Brief:
Please show every line in the entries below that includes the word "PreciseCritical".

Saved entries

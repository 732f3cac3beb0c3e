//! Diagnostic patterns and the two label axes (Actor / Role)

use std::fmt::Debug;
use std::hash::Hash;
use std::str::FromStr;

use serde::{Deserialize, Serialize};

use crate::core::registry;
use crate::types::InputError;

/// One category's trigger vocabulary
#[derive(Debug, Clone, Copy, PartialEq, Eq, Serialize)]
pub struct DiagnosticPattern {
    /// Display tag, never scored
    pub signs: &'static [&'static str],
    /// Exact-token triggers (2 pts)
    pub keywords: &'static [&'static str],
    /// Mood adjectives (1 pt, 0.25 when weak and out of context)
    pub tonality: &'static [&'static str],
    /// Short phrases matched by proximity (0.5 pts)
    pub behaviors: &'static [&'static str],
}

impl DiagnosticPattern {
    /// Highest raw score this pattern can produce
    pub fn max_raw_score(&self) -> f64 {
        self.keywords.len() as f64 * crate::SCORE_WEIGHT_KEYWORD
            + self.tonality.len() as f64 * crate::SCORE_WEIGHT_TONALITY
            + self.behaviors.len() as f64 * crate::SCORE_WEIGHT_BEHAVIOR
    }
}

/// A label axis backed by a static pattern registry
pub trait AxisLabel: Copy + Eq + Hash + Debug + Serialize + 'static {
    /// Fallback when nothing scores
    const UNKNOWN: Self;

    /// Registry members in declaration order (excludes Unknown)
    fn all() -> &'static [Self];

    /// Display label
    fn label(&self) -> &'static str;

    /// Pattern for this label, None for Unknown
    fn pattern(&self) -> Option<&'static DiagnosticPattern>;

    fn is_unknown(&self) -> bool {
        *self == Self::UNKNOWN
    }

    /// Display tags, empty for Unknown
    fn signs(&self) -> &'static [&'static str] {
        self.pattern().map(|p| p.signs).unwrap_or(&[])
    }
}

// =============================================================================
// ACTOR (underlying driver)
// =============================================================================

#[derive(Debug, Clone, Copy, PartialEq, Eq, Hash, PartialOrd, Ord, Serialize, Deserialize)]
pub enum Actor {
    Initiator,
    Stabilizer,
    Connector,
    Nurturer,
    Validator,
    Optimizer,
    Harmonizer,
    Investigator,
    Visionary,
    Architect,
    Reformer,
    Empath,
    Unknown,
}

impl Actor {
    pub const ALL: [Actor; 12] = [
        Actor::Initiator,
        Actor::Stabilizer,
        Actor::Connector,
        Actor::Nurturer,
        Actor::Validator,
        Actor::Optimizer,
        Actor::Harmonizer,
        Actor::Investigator,
        Actor::Visionary,
        Actor::Architect,
        Actor::Reformer,
        Actor::Empath,
    ];
}

impl AxisLabel for Actor {
    const UNKNOWN: Self = Actor::Unknown;

    fn all() -> &'static [Self] {
        &Self::ALL
    }

    fn label(&self) -> &'static str {
        match self {
            Actor::Initiator => "Initiator",
            Actor::Stabilizer => "Stabilizer",
            Actor::Connector => "Connector",
            Actor::Nurturer => "Nurturer",
            Actor::Validator => "Validator",
            Actor::Optimizer => "Optimizer",
            Actor::Harmonizer => "Harmonizer",
            Actor::Investigator => "Investigator",
            Actor::Visionary => "Visionary",
            Actor::Architect => "Architect",
            Actor::Reformer => "Reformer",
            Actor::Empath => "Empath",
            Actor::Unknown => "Unknown",
        }
    }

    fn pattern(&self) -> Option<&'static DiagnosticPattern> {
        registry::actor_pattern(*self)
    }
}

impl std::fmt::Display for Actor {
    fn fmt(&self, f: &mut std::fmt::Formatter<'_>) -> std::fmt::Result {
        write!(f, "{}", self.label())
    }
}

impl FromStr for Actor {
    type Err = InputError;

    fn from_str(s: &str) -> Result<Self, Self::Err> {
        parse_label(s).ok_or_else(|| InputError::UnknownActor(s.to_string()))
    }
}

// =============================================================================
// ROLE (surface presentation style)
// =============================================================================

#[derive(Debug, Clone, Copy, PartialEq, Eq, Hash, PartialOrd, Ord, Serialize, Deserialize)]
pub enum Role {
    #[serde(rename = "Direct & Fast")]
    DirectFast,
    #[serde(rename = "Deliberate & Grounded")]
    DeliberateGrounded,
    #[serde(rename = "Verbal & Multi-threaded")]
    VerbalMultiThreaded,
    #[serde(rename = "Emotionally Coded")]
    EmotionallyCoded,
    #[serde(rename = "Expressive & Central")]
    ExpressiveCentral,
    #[serde(rename = "Precise & Critical")]
    PreciseCritical,
    #[serde(rename = "Diplomatic & Relational")]
    DiplomaticRelational,
    #[serde(rename = "Penetrating & Private")]
    PenetratingPrivate,
    #[serde(rename = "Candid & Expansive")]
    CandidExpansive,
    #[serde(rename = "Formal & Structured")]
    FormalStructured,
    #[serde(rename = "Detached & Conceptual")]
    DetachedConceptual,
    #[serde(rename = "Impressionistic & Evasive")]
    ImpressionisticEvasive,
    Unknown,
}

impl Role {
    pub const ALL: [Role; 12] = [
        Role::DirectFast,
        Role::DeliberateGrounded,
        Role::VerbalMultiThreaded,
        Role::EmotionallyCoded,
        Role::ExpressiveCentral,
        Role::PreciseCritical,
        Role::DiplomaticRelational,
        Role::PenetratingPrivate,
        Role::CandidExpansive,
        Role::FormalStructured,
        Role::DetachedConceptual,
        Role::ImpressionisticEvasive,
    ];
}

impl AxisLabel for Role {
    const UNKNOWN: Self = Role::Unknown;

    fn all() -> &'static [Self] {
        &Self::ALL
    }

    fn label(&self) -> &'static str {
        match self {
            Role::DirectFast => "Direct & Fast",
            Role::DeliberateGrounded => "Deliberate & Grounded",
            Role::VerbalMultiThreaded => "Verbal & Multi-threaded",
            Role::EmotionallyCoded => "Emotionally Coded",
            Role::ExpressiveCentral => "Expressive & Central",
            Role::PreciseCritical => "Precise & Critical",
            Role::DiplomaticRelational => "Diplomatic & Relational",
            Role::PenetratingPrivate => "Penetrating & Private",
            Role::CandidExpansive => "Candid & Expansive",
            Role::FormalStructured => "Formal & Structured",
            Role::DetachedConceptual => "Detached & Conceptual",
            Role::ImpressionisticEvasive => "Impressionistic & Evasive",
            Role::Unknown => "Unknown",
        }
    }

    fn pattern(&self) -> Option<&'static DiagnosticPattern> {
        registry::role_pattern(*self)
    }
}

impl std::fmt::Display for Role {
    fn fmt(&self, f: &mut std::fmt::Formatter<'_>) -> std::fmt::Result {
        write!(f, "{}", self.label())
    }
}

impl FromStr for Role {
    type Err = InputError;

    fn from_str(s: &str) -> Result<Self, Self::Err> {
        parse_label(s).ok_or_else(|| InputError::UnknownRole(s.to_string()))
    }
}

/// Case-insensitive label lookup across an axis, Unknown included
fn parse_label<L: AxisLabel>(s: &str) -> Option<L> {
    let s = s.trim();
    L::all()
        .iter()
        .copied()
        .chain(std::iter::once(L::UNKNOWN))
        .find(|l| l.label().eq_ignore_ascii_case(s))
}

#[cfg(test)]
mod tests {
    use super::*;

    #[test]
    fn test_labels_round_trip_through_from_str() {
        for actor in Actor::ALL {
            assert_eq!(actor.label().parse::<Actor>().unwrap(), actor);
        }
        for role in Role::ALL {
            assert_eq!(role.label().parse::<Role>().unwrap(), role);
        }
        assert_eq!("candid & expansive".parse::<Role>().unwrap(), Role::CandidExpansive);
    }

    #[test]
    fn test_unparseable_label_is_error() {
        assert!("Wizard".parse::<Actor>().is_err());
        assert!("Loud & Proud".parse::<Role>().is_err());
    }

    #[test]
    fn test_serde_uses_display_labels() {
        let json = serde_json::to_string(&Role::VerbalMultiThreaded).unwrap();
        assert_eq!(json, "\"Verbal & Multi-threaded\"");
        let back: Role = serde_json::from_str(&json).unwrap();
        assert_eq!(back, Role::VerbalMultiThreaded);
    }

    #[test]
    fn test_unknown_has_no_pattern() {
        assert!(Actor::Unknown.pattern().is_none());
        assert!(Role::Unknown.signs().is_empty());
        assert!(Actor::Unknown.is_unknown());
    }
}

Solved problem:
    PreciseCritical,
        Role::PreciseCritical,
            Role::PreciseCritical => "Precise & Critical",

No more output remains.